Calculation of VAF (variant allele frequency)
1
5
Entering edit mode
3.4 years ago
JJ ▴ 610

Hi all,

So, I am interested in computing the VAF (variant allele frequency) by extracting values from a VCF file. From my understanding, the VAF is calculated as follows: AD(second entry)/DP so e.g.

AD = 8,4
DP = 12
VAF = 4/12

DP = 15
VAF = 10/15


Is this correct?

However, I've seen that sometimes the frequency of the most frequent (or less frequent) allele is computed. Hence it would be 8/12 and 10/15 (or 4/12 and 5/15 for the less frequent allele).

Or is this the difference between the AF (allele frequency), MAF (minor allele frequency) and VAF (variant allele frequency)? (also see MAF vs VAF on this topic)

And what about the 1/2 SNPs? do I have two values for VAF then?

AD = 0,5,10
DP = 15
VAF1 = 5/15
VAF2 = 10/15


I am slightly confused here. Thanks for your input!

sequencing • 14k views
7
Entering edit mode
3.4 years ago

MAF = minor allele frequency, is the frequency of these allele in the POPULATION.

you have a bunch of samples genotyped and then:

1- you calculate the frequency of one of the alleles (usually the non-reference allele) for a given variant:

 freq(a) =( sum(samples_with_geno_aa x 2) + sum(samples_with_geno_Aa)) / (samples x 2)


2- freq(A) = 1-freq(a)

3- now comes the practical and problematic issue of Minor. Not necessarily, the nonreference allele is the less frequent. Or, if it is in your population could not be the allele with less frequency in other population. Or if freq(a) is 0.49, it could be that next bunch of samples for this SNP the freq(a)=0.51 and then the MAF allele is A instead of a.

So, always that you calculate a MAF you need to explicitely to tell the MAF_allele for this genotype. Don't expect to be the nonreference one.

VAF The concept of VAF, variant allele FRACTION (I prefer to use "fraction" to "frequency" as I come from population genetics background and I use "frequency" for population, no reads sampling.)

VAF is used mainly in two scenarios

• germline genotyping: in diploid organism the VAF helps to find if all went well with the genotype calling. the VAF of a locus with a deph>80 should be near 50%. With depth [30-40] the VAF of a het could vary between 0.35-0.65

a VAF around 0.25 could mean that there is another copy of this region in the genome, one is "AA" and another "Aa" (a 25% of "a")

• cancer genotyping In cancer, in a sample, you have a mix of samples each with its own mutations. Here we use the VAF as a proxy of how many cells do we have for each cancer cell lineage (this is like the MAF for the cancer cells in the sequenced material).

0
Entering edit mode

Now it's clear to me what the difference between MAF and VAF is and I am looking into the variant allele fraction and not MAF. I have a couple of cancer samples (actually cancer cell lines) and I want to look at the heterogeneity within each sample.
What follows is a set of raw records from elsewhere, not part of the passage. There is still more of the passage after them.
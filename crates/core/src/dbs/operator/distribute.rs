use crate::cluster::ShardId;
use crate::cnf::DEFAULT_BATCH_SIZE;
use crate::ctx::Context;
use crate::dbs::operator::{InputRow, OperatorBase};
use crate::dbs::{Block, RegisterId};
use crate::err::Error;
use crate::kvs::{Collection, KEY_ATTRIBUTE};
use crate::val::{Json, Value};
use std::collections::VecDeque;
use std::sync::Arc;

/// Partitions one upstream stream into N per-client queues by shard key.
///
/// Each input row is routed to exactly one client, determined by the
/// cluster metadata from the row's candidate document. The shared-buffer
/// bookkeeping follows the scatter semantics: a block leaves the buffer
/// once all of its rows were delivered.
pub(crate) struct DistributeOperator {
	pub(crate) base: OperatorBase,
	clients: Vec<ShardId>,
	collection: Arc<Collection>,
	in_reg: RegisterId,
	/// Generate missing document keys while routing, allowed only under
	/// default sharding
	create_keys: bool,
	/// Per client: the rows routed to it, as (absolute block, row) pairs
	queues: Vec<VecDeque<(usize, usize)>>,
	/// Per buffered block: rows not yet delivered to their client
	remaining: VecDeque<usize>,
	popped: usize,
	dep_exhausted: bool,
	done_for_client: Vec<bool>,
	needs_init: bool,
	shutdown_done: bool,
}

impl DistributeOperator {
	pub(crate) fn new(
		base: OperatorBase,
		clients: Vec<ShardId>,
		collection: Arc<Collection>,
		in_reg: RegisterId,
		create_keys: bool,
	) -> Self {
		let n = clients.len();
		Self {
			base,
			clients,
			collection,
			in_reg,
			create_keys,
			queues: vec![VecDeque::new(); n],
			remaining: VecDeque::new(),
			popped: 0,
			dep_exhausted: false,
			done_for_client: vec![false; n],
			needs_init: true,
			shutdown_done: false,
		}
	}

	fn client(&self, shard: &ShardId) -> Result<usize, Error> {
		self.clients.iter().position(|s| s == shard).ok_or_else(|| Error::Internal {
			message: format!("Shard '{shard}' is not a client of this operator"),
		})
	}

	pub(crate) async fn initialize_cursor(
		&mut self,
		ctx: &Context,
		input: InputRow<'_>,
	) -> Result<(), Error> {
		if !self.needs_init {
			return Ok(());
		}
		self.needs_init = false;
		self.shutdown_done = false;
		self.base.initialize_cursor(ctx, input).await?;
		for queue in &mut self.queues {
			queue.clear();
		}
		self.remaining.clear();
		self.popped = 0;
		self.dep_exhausted = false;
		self.done_for_client.fill(false);
		Ok(())
	}

	pub(crate) async fn shutdown(&mut self, ctx: &Context, code: i64) -> Result<(), Error> {
		if self.shutdown_done {
			return Ok(());
		}
		self.shutdown_done = true;
		self.needs_init = true;
		for queue in &mut self.queues {
			queue.clear();
		}
		self.remaining.clear();
		self.base.shutdown_deps(ctx, code).await
	}

	/// Pull one upstream block and route every row to its client queue.
	async fn fill(&mut self, ctx: &Context) -> Result<bool, Error> {
		if !self.base.get_block(ctx, *DEFAULT_BATCH_SIZE, *DEFAULT_BATCH_SIZE).await? {
			self.dep_exhausted = true;
			return Ok(false);
		}
		let abs = self.popped + self.base.buffer.len() - 1;
		let rows = self.base.buffer.back().unwrap().rows();
		self.remaining.push_back(rows);
		for row in 0..rows {
			ctx.check()?;
			let c = self.route(ctx, row)?;
			self.queues[c].push_back((abs, row));
		}
		Ok(true)
	}

	/// Determine the destination client of one row of the freshly pulled
	/// block, generating and writing back a document key when asked to.
	fn route(&mut self, ctx: &Context, row: usize) -> Result<usize, Error> {
		let cluster = ctx.cluster()?.clone();
		let block = self.base.buffer.back_mut().unwrap();
		let mut doc = match block.get(row, self.in_reg) {
			// A bare string is a document key, as used when removing
			Some(Value::Json(Json::String(key))) => {
				let mut obj = serde_json::Map::with_capacity(1);
				obj.insert(KEY_ATTRIBUTE.to_owned(), Json::from(key.clone()));
				Json::Object(obj)
			}
			Some(Value::Json(v)) if v.is_object() => v.clone(),
			Some(Value::Shaped(d)) => d.to_json(),
			_ => return Err(Error::DocumentTypeInvalid),
		};
		let has_key = doc.get(KEY_ATTRIBUTE).is_some();
		if cluster.uses_default_sharding(&self.collection) {
			if self.create_keys && !has_key {
				// Auto-insert a generated key and tag the row with it, so
				// the receiving shard stores exactly this document
				let key = ctx.store().generate_key(&self.collection);
				doc.as_object_mut()
					.unwrap()
					.insert(KEY_ATTRIBUTE.to_owned(), Json::from(key));
				block.erase(row, self.in_reg);
				block.set(row, self.in_reg, Value::Json(doc.clone()));
			}
		} else if has_key {
			return Err(Error::MustNotSpecifyKey);
		}
		let shard = cluster.responsible_shard(&self.collection, &doc)?;
		self.client(&shard)
	}

	fn pop_consumed(&mut self) {
		while self.remaining.front() == Some(&0) {
			self.base.buffer.pop_front();
			self.remaining.pop_front();
			self.popped += 1;
		}
	}

	async fn serve(
		&mut self,
		ctx: &Context,
		at_least: usize,
		at_most: usize,
		shard: &ShardId,
		skipping: bool,
	) -> Result<(Option<Block>, usize), Error> {
		let c = self.client(shard)?;
		if self.done_for_client[c] {
			return Ok((None, 0));
		}
		while self.queues[c].len() < at_least && !self.dep_exhausted {
			self.fill(ctx).await?;
		}
		let take = self.queues[c].len().min(at_most);
		if take == 0 {
			self.done_for_client[c] = true;
			return Ok((None, 0));
		}
		let mut out = (!skipping).then(|| Block::new(take, self.base.width));
		for i in 0..take {
			let (abs, row) = self.queues[c].pop_front().unwrap();
			let effective = abs - self.popped;
			if let Some(out) = out.as_mut() {
				self.base.buffer[effective].move_row(row, out, i);
			}
			self.remaining[effective] -= 1;
		}
		self.pop_consumed();
		Ok((out, take))
	}

	pub(crate) async fn get_some_for_shard(
		&mut self,
		ctx: &Context,
		at_least: usize,
		at_most: usize,
		shard: &ShardId,
	) -> Result<Option<Block>, Error> {
		let (block, _) = self.serve(ctx, at_least, at_most, shard, false).await?;
		Ok(block)
	}

	pub(crate) async fn skip_some_for_shard(
		&mut self,
		ctx: &Context,
		at_least: usize,
		at_most: usize,
		shard: &ShardId,
	) -> Result<usize, Error> {
		let (_, skipped) = self.serve(ctx, at_least, at_most, shard, true).await?;
		Ok(skipped)
	}

	pub(crate) async fn has_more_for_shard(
		&mut self,
		ctx: &Context,
		shard: &ShardId,
	) -> Result<bool, Error> {
		let c = self.client(shard)?;
		if self.done_for_client[c] {
			return Ok(false);
		}
		while self.queues[c].is_empty() && !self.dep_exhausted {
			self.fill(ctx).await?;
		}
		Ok(!self.queues[c].is_empty())
	}
}
pub use self::compare::compare;
pub use self::range::Range;
pub use self::value::{json_is_truthy, Value};

pub mod compare;
mod range;
mod value;

/// An owned, materialized JSON document or value tree.
pub type Json = serde_json::Value;
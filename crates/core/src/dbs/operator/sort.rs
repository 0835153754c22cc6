use crate::cnf::DEFAULT_BATCH_SIZE;
use crate::ctx::Context;
use crate::dbs::operator::{InputRow, OperatorBase};
use crate::dbs::{Block, Stolen, ValueId};
use crate::err::Error;
use crate::plan::SortKey;
use crate::val::{compare, Value};
use ahash::AHashMap;
use std::cmp::Ordering;

static NONE: Value = Value::None;

/// The fully blocking sort: pulls the complete upstream stream, sorts a
/// coordinate list over it, and re-materializes fresh batches, moving
/// each value when it is unique and cloning it when shared.
pub(crate) struct SortOperator {
	pub(crate) base: OperatorBase,
	keys: Vec<SortKey>,
	stable: bool,
	sorted: bool,
}

impl SortOperator {
	pub(crate) fn new(base: OperatorBase, keys: Vec<SortKey>, stable: bool) -> Self {
		Self {
			base,
			keys,
			stable,
			sorted: false,
		}
	}

	pub(crate) async fn initialize_cursor(
		&mut self,
		ctx: &Context,
		input: InputRow<'_>,
	) -> Result<(), Error> {
		self.base.initialize_cursor(ctx, input).await?;
		self.sorted = false;
		Ok(())
	}

	pub(crate) async fn get_or_skip_some(
		&mut self,
		ctx: &Context,
		_at_least: usize,
		at_most: usize,
		skipping: bool,
	) -> Result<(Option<Block>, usize), Error> {
		if !self.sorted {
			self.do_sort(ctx).await?;
		}
		let mut collected = Vec::new();
		let count = self.base.take_from_buffer(at_most, skipping, &mut collected);
		if self.base.buffer.is_empty() {
			self.base.done = true;
		}
		if skipping || count == 0 {
			return Ok((None, count));
		}
		let block = Block::concatenate(collected)?;
		Ok((Some(block), count))
	}

	/// Drain the upstream stream, sort, and refill the buffer with the
	/// rearranged batches.
	async fn do_sort(&mut self, ctx: &Context) -> Result<(), Error> {
		self.sorted = true;
		// Any block probed into the buffer belongs to the input as well
		let mut blocks: Vec<Block> = self.base.buffer.drain(..).collect();
		loop {
			ctx.check()?;
			let Some(dep) = self.base.deps.first_mut() else {
				break;
			};
			match dep.get_some(ctx, *DEFAULT_BATCH_SIZE, *DEFAULT_BATCH_SIZE).await? {
				Some(block) => blocks.push(block),
				None => break,
			}
		}
		if blocks.is_empty() {
			return Ok(());
		}
		// Materialize the coordinate list
		let mut coords: Vec<(usize, usize)> = Vec::new();
		for (b, block) in blocks.iter().enumerate() {
			for row in 0..block.rows() {
				coords.push((b, row));
			}
		}
		// Chain the per-key comparisons
		let keys = &self.keys;
		let cmp = |a: &(usize, usize), b: &(usize, usize)| -> Ordering {
			for key in keys {
				let left = blocks[a.0].get(a.1, key.reg).unwrap_or(&NONE);
				let right = blocks[b.0].get(b.1, key.reg).unwrap_or(&NONE);
				let order = match key.ascending {
					true => compare(left, right),
					false => compare(right, left),
				};
				match order {
					Ordering::Equal => continue,
					order => return order,
				}
			}
			Ordering::Equal
		};
		if self.stable {
			coords.sort_by(cmp);
		} else {
			coords.sort_unstable_by(cmp);
		}
		// Re-materialize into fresh batches, stealing unique values and
		// cloning values shared inside their source block
		let width = self.base.width;
		for chunk in coords.chunks(*DEFAULT_BATCH_SIZE) {
			ctx.check()?;
			let mut out = Block::new(chunk.len(), width);
			for reg in 0..width {
				if let Some(col) = blocks.iter().find_map(|b| b.col(reg)) {
					out.set_col(reg, col.clone());
				}
			}
			let mut cache: AHashMap<(usize, ValueId), ValueId> = AHashMap::new();
			for (dst, &(b, row)) in chunk.iter().enumerate() {
				for reg in 0..width.min(blocks[b].regs()) {
					let Some(id) = blocks[b].id_at(row, reg) else {
						continue;
					};
					if let Some(&shared) = cache.get(&(b, id)) {
						out.share(dst, reg, shared);
						continue;
					}
					let new = if blocks[b].value_count(id) == 1 {
						match blocks[b].steal(row, reg) {
							Stolen::Owned(value) => out.set(dst, reg, value),
							_ => continue,
						}
					} else {
						let value = blocks[b].clone_value(row, reg).unwrap();
						out.set(dst, reg, value)
					};
					cache.insert((b, id), new);
				}
			}
			self.base.buffer.push_back(out);
		}
		Ok(())
	}
}
use crate::ctx::Context;
use crate::dbs::operator::OperatorBase;
use crate::dbs::{Block, RegisterId};
use crate::err::Error;
use crate::val::Value;

/// Drops the rows whose boolean register does not hold. Implements its
/// own pull because the row count shrinks: surviving rows are sliced out
/// by index list, or the whole block is forwarded when every row passes.
pub(crate) struct FilterOperator {
	pub(crate) base: OperatorBase,
	in_reg: RegisterId,
}

impl FilterOperator {
	pub(crate) fn new(base: OperatorBase, in_reg: RegisterId) -> Self {
		Self {
			base,
			in_reg,
		}
	}

	pub(crate) async fn get_or_skip_some(
		&mut self,
		ctx: &Context,
		at_least: usize,
		at_most: usize,
		skipping: bool,
	) -> Result<(Option<Block>, usize), Error> {
		if self.base.done && self.base.buffer.is_empty() {
			return Ok((None, 0));
		}
		let mut collected = Vec::new();
		let mut count = 0;
		while count < at_least {
			if self.base.buffer.is_empty() {
				if self.base.done || !self.base.get_block(ctx, at_least, at_most).await? {
					self.base.done = true;
					break;
				}
			}
			let front = self.base.buffer.front().unwrap();
			let rows = front.rows();
			let started_at = self.base.pos;
			let mut chosen = Vec::new();
			let mut suppressed = 0u64;
			while self.base.pos < rows && count + chosen.len() < at_most {
				ctx.check()?;
				let passes = front
					.get(self.base.pos, self.in_reg)
					.map(Value::is_truthy)
					.unwrap_or(false);
				if passes {
					chosen.push(self.base.pos);
				} else {
					suppressed += 1;
				}
				self.base.pos += 1;
			}
			self.base.stats.incr_filtered(suppressed);
			if skipping {
				count += chosen.len();
			} else if !chosen.is_empty() {
				count += chosen.len();
				if started_at == 0 && self.base.pos == rows && chosen.len() == rows {
					// Every row passed, forward the block as-is
					collected.push(self.base.buffer.pop_front().unwrap());
					self.base.pos = 0;
					continue;
				}
				collected.push(front.slice_rows(&chosen));
			}
			if self.base.pos >= rows {
				self.base.buffer.pop_front();
				self.base.pos = 0;
			}
		}
		if skipping || count == 0 {
			return Ok((None, count));
		}
		let block = Block::concatenate(collected)?;
		Ok((Some(block), count))
	}
}
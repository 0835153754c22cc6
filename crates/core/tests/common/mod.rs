#![allow(dead_code)]

use opaldb_core::cluster::{ClusterInfo, ShardId};
use opaldb_core::ctx::Context;
use opaldb_core::dbs::{Block, Engine, RegisterId, Row};
use opaldb_core::err::Error;
use opaldb_core::kvs::{Collection, CollectionKind, MemoryStore, Store};
use opaldb_core::plan::{Evaluator, Expression, Node, NodeKind};
use opaldb_core::val::{Json, Value};
use serde_json::json;
use std::collections::HashMap;
use std::sync::Arc;

/// Build a plan node without the ceremony.
pub fn node(id: u32, depth: usize, nr_regs: Vec<usize>, kind: NodeKind, deps: Vec<Node>) -> Node {
	Node {
		id,
		depth,
		nr_regs,
		regs_to_clear: vec![],
		kind,
		dependencies: deps,
	}
}

/// A plan which enumerates the elements of a constant array into register
/// 1: Singleton -> Calculation(const) -> EnumerateList.
pub fn list_plan(values: Json) -> Node {
	let singleton = node(1, 0, vec![1], NodeKind::Singleton, vec![]);
	let constant = node(
		2,
		0,
		vec![1],
		NodeKind::Calculation {
			expression: Expression::Constant {
				value: values,
			},
			out_reg: 0,
			condition_reg: None,
		},
		vec![singleton],
	);
	node(
		3,
		1,
		vec![1, 4],
		NodeKind::EnumerateList {
			in_reg: 0,
			out_reg: 1,
		},
		vec![constant],
	)
}

/// A programmable expression evaluator keyed by compiled-expression id.
#[derive(Default)]
pub struct TestEvaluator {
	#[allow(clippy::type_complexity)]
	funcs: HashMap<u32, Box<dyn for<'a> Fn(Row<'a>) -> Result<Value, Error> + Send + Sync>>,
}

impl TestEvaluator {
	pub fn new() -> Self {
		Self::default()
	}

	pub fn with<F>(mut self, id: u32, f: F) -> Self
	where
		F: for<'a> Fn(Row<'a>) -> Result<Value, Error> + Send + Sync + 'static,
	{
		self.funcs.insert(id, Box::new(f));
		self
	}
}

impl Evaluator for TestEvaluator {
	fn evaluate(&self, id: u32, row: Row<'_>) -> Result<Value, Error> {
		match self.funcs.get(&id) {
			Some(f) => f(row),
			None => Err(Error::Internal {
				message: format!("No test expression with id {id}"),
			}),
		}
	}
}

/// A compiled expression reading an attribute of the document in a
/// register.
pub fn attribute_of(reg: RegisterId, attribute: &'static str) -> impl for<'a> Fn(Row<'a>) -> Result<Value, Error> + Send + Sync
{
	move |row: Row<'_>| {
		let value = row.get(reg).map(Value::to_json).unwrap_or(Json::Null);
		Ok(Value::Json(value.get(attribute).cloned().unwrap_or(Json::Null)))
	}
}

/// A shard map routing each candidate document by one shard-key
/// attribute.
pub struct TestCluster {
	pub shard_key: String,
	pub shards: HashMap<String, ShardId>,
	pub default_sharding: bool,
}

impl TestCluster {
	pub fn by_key(shard_key: &str, shards: &[(&str, &str)]) -> Self {
		Self {
			shard_key: shard_key.to_owned(),
			shards: shards.iter().map(|(k, s)| (k.to_string(), s.to_string())).collect(),
			default_sharding: false,
		}
	}
}

impl ClusterInfo for TestCluster {
	fn responsible_shard(
		&self,
		_collection: &Collection,
		document: &Json,
	) -> Result<ShardId, Error> {
		let key = document.get(&self.shard_key).and_then(Json::as_str).unwrap_or_default();
		self.shards.get(key).cloned().ok_or_else(|| Error::Internal {
			message: format!("No shard for key '{key}'"),
		})
	}

	fn uses_default_sharding(&self, _collection: &Collection) -> bool {
		self.default_sharding
	}
}

/// A fresh context over an empty in-memory store.
pub fn ctx() -> (Context, Arc<MemoryStore>) {
	let store = Arc::new(MemoryStore::new());
	(Context::new("test", store.clone()), store)
}

/// A context plus a collection pre-filled with documents keyed
/// `test0..testN`.
pub fn ctx_with_docs(collection: &str, n: usize) -> (Context, Arc<MemoryStore>, Arc<Collection>) {
	let store = Arc::new(MemoryStore::new());
	let col = store.create_collection(collection, CollectionKind::Document);
	for i in 0..n {
		store
			.insert(&col, json!({ "_key": format!("test{i}"), "value": i }), false)
			.unwrap();
	}
	(Context::new("test", store.clone()), store, col)
}

/// Drain the engine, materializing column 0 of every result row.
pub async fn drain(engine: &mut Engine) -> Vec<Json> {
	drain_reg(engine, 0).await
}

/// Drain the engine, materializing one column of every result row.
pub async fn drain_reg(engine: &mut Engine, reg: RegisterId) -> Vec<Json> {
	let mut out = Vec::new();
	while let Some(block) = engine.get_some(1, 1000, None).await.unwrap() {
		for row in 0..block.rows() {
			out.push(block.get(row, reg).map(Value::to_json).unwrap_or(Json::Null));
		}
	}
	out
}

/// Drain the engine, collecting the raw result blocks.
pub async fn drain_blocks(engine: &mut Engine) -> Vec<Block> {
	let mut out = Vec::new();
	while let Some(block) = engine.get_some(1, 1000, None).await.unwrap() {
		out.push(block);
	}
	out
}
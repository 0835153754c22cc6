use crate::ctx::Context;
use crate::dbs::operator::{InputRow, OperatorBase};
use crate::dbs::{Block, RegisterId};
use crate::err::Error;

/// Expands one input-row register holding an array, range or subquery
/// result into one output row per element, re-copying the input row's
/// inherited registers.
pub(crate) struct ListOperator {
	pub(crate) base: OperatorBase,
	in_reg: RegisterId,
	out_reg: RegisterId,
	/// The position inside the current row's list
	index: usize,
}

impl ListOperator {
	pub(crate) fn new(base: OperatorBase, in_reg: RegisterId, out_reg: RegisterId) -> Self {
		Self {
			base,
			in_reg,
			out_reg,
			index: 0,
		}
	}

	pub(crate) async fn initialize_cursor(
		&mut self,
		ctx: &Context,
		input: InputRow<'_>,
	) -> Result<(), Error> {
		self.base.initialize_cursor(ctx, input).await?;
		self.index = 0;
		Ok(())
	}

	pub(crate) async fn get_or_skip_some(
		&mut self,
		ctx: &Context,
		at_least: usize,
		at_most: usize,
		skipping: bool,
	) -> Result<(Option<Block>, usize), Error> {
		if self.base.done && self.base.buffer.is_empty() {
			return Ok((None, 0));
		}
		let mut out = (!skipping).then(|| Block::new(at_most, self.base.width));
		let mut count = 0;
		let mut anchor: Option<usize> = None;
		while count < at_least {
			ctx.check()?;
			if self.base.buffer.is_empty() {
				if self.base.done || !self.base.get_block(ctx, at_least, at_most).await? {
					self.base.done = true;
					break;
				}
			}
			let front = self.base.buffer.front().unwrap();
			let value = front.get(self.base.pos, self.in_reg).ok_or(Error::ArrayExpected {
				value: String::from("none"),
			})?;
			let len = value.list_len().ok_or_else(|| Error::ArrayExpected {
				value: value.to_string(),
			})?;
			if self.index >= len {
				// This upstream row is fully expanded
				self.index = 0;
				self.base.pos += 1;
				anchor = None;
				if self.base.pos >= front.rows() {
					self.base.buffer.pop_front();
					self.base.pos = 0;
				}
				continue;
			}
			let take = (len - self.index).min(at_most - count);
			for i in self.index..self.index + take {
				if let Some(out) = out.as_mut() {
					let front = self.base.buffer.front().unwrap();
					let element = front.get(self.base.pos, self.in_reg).unwrap().list_at(i);
					match anchor {
						Some(row) => out.repeat(row, count, front.regs()),
						None => out.inherit(count, front, self.base.pos),
					}
					anchor = Some(count);
					out.set(count, self.out_reg, element);
				}
				count += 1;
			}
			self.index += take;
		}
		match out {
			Some(mut out) if count > 0 => {
				out.shrink(count);
				Ok((Some(out), count))
			}
			_ => Ok((None, count)),
		}
	}
}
I expect a very high heterogeneity of course. Even more so, as the ploidy can vary from cell to cell.

I have three questions remaining: 1) relating to germline genotyping - I wonder what could have all gone wrong? and how can I check that for cancer samples where high heterogeneity is expected? Moreover, I have a lower depth [10-30] - what range for het could be expected here?

2) since it's called the VARIANT allele fraction, I assume it's always the AD(second entry)/DP as I stated above. Correct?

3) So what about the 1/2 SNPs? do I have two values for VAF then?

Again, thanks so much!!

0
Entering edit mode

Hi there, do you have any recommended material for understanding variant allele frequency and its calculation? Thank you!